Jesper Juul's Blog, page 6
May 19, 2021
Fractal time: Announcing Lyapunovia’21
“Lyapunovia: Displaying the Juiciest Object in Mathematics.
Lyapunovia is a mindbogglingly colorful program that makes pictures from a simple mathematical formula … offering you everything you ever wanted in visual representation of mathematical abstractions.”
-Me in 1992.
This new version came about when I saw that a modern computer – or
phone – can easily render a fractal like this in real time using the graphics card.
In this new version, I focused on making the user experience fun, on making it pleasurable to navigate around the fractal image. I have also animated the fractal a bit, so the goal is not to arrive at the final image, but to explore a strange animated object.
BackstoryLyapunov Space fractals were created by Mario Markus in the late 1980’s,
and probably popularized by Dewdney’s 1991 article in Scientific American.
Having read the Scientific American article, I wrote the Lyapunovia fractal program for the Commodore Amiga in 1992-93. This was just around the peak of shareware, and users could physically mail me payment for a full version of the program, which I’d dutifully send them on floppy disks.

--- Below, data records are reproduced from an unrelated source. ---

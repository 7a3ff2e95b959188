pub mod audio;
pub mod config;
pub mod error;
pub mod protocol;
pub mod session;
pub mod transport;

pub use audio::{
    AudioChunk, AudioFrame, CaptureBackend, CaptureBackendFactory, CaptureConfig, CaptureSource,
    MicrophoneBackend, OutputSink, PlaybackScheduler, SpeakerSink, WavFileBackend,
};
pub use config::Config;
pub use error::SessionError;
pub use protocol::{AgentEvent, ClientCommand, TranscriptTurn, TurnRole};
pub use session::{
    ConversationSession, EndReason, SessionController, SessionDescriptor, SessionEvent,
    SessionState, SessionSummary, TranscriptLog,
};
pub use transport::{AgentTransport, ClientMessage, TransportEvent, TransportLink, WsTransport};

Version 1.5 was released the following year, now supporting new Amiga 1200 and 4000 computers with their fancy new graphics chipsets, and switched to a more convenient donation model. (Here is the original readme file.) I probably sold and received literally *many dozens* of contributions, so I was happy.
After that, a made a small version for long gone BeOS, and dabbled in a PC version.
Lyapunovia had a weird role in my life. It made a tiny bit of money for a poor student, but it also heavily distracted me from actual studying, which in some ways would have been better for me, yet I got hired by my future multimedia workplace MouseHouse because they’d seen the program and called me up. Going back to Lyapunovia gives me an intense feeling of where it was made, “while watching the tiny little bit of blue sky I can see from my room if I push my head flat against the window and look directly up”, as the readme file says.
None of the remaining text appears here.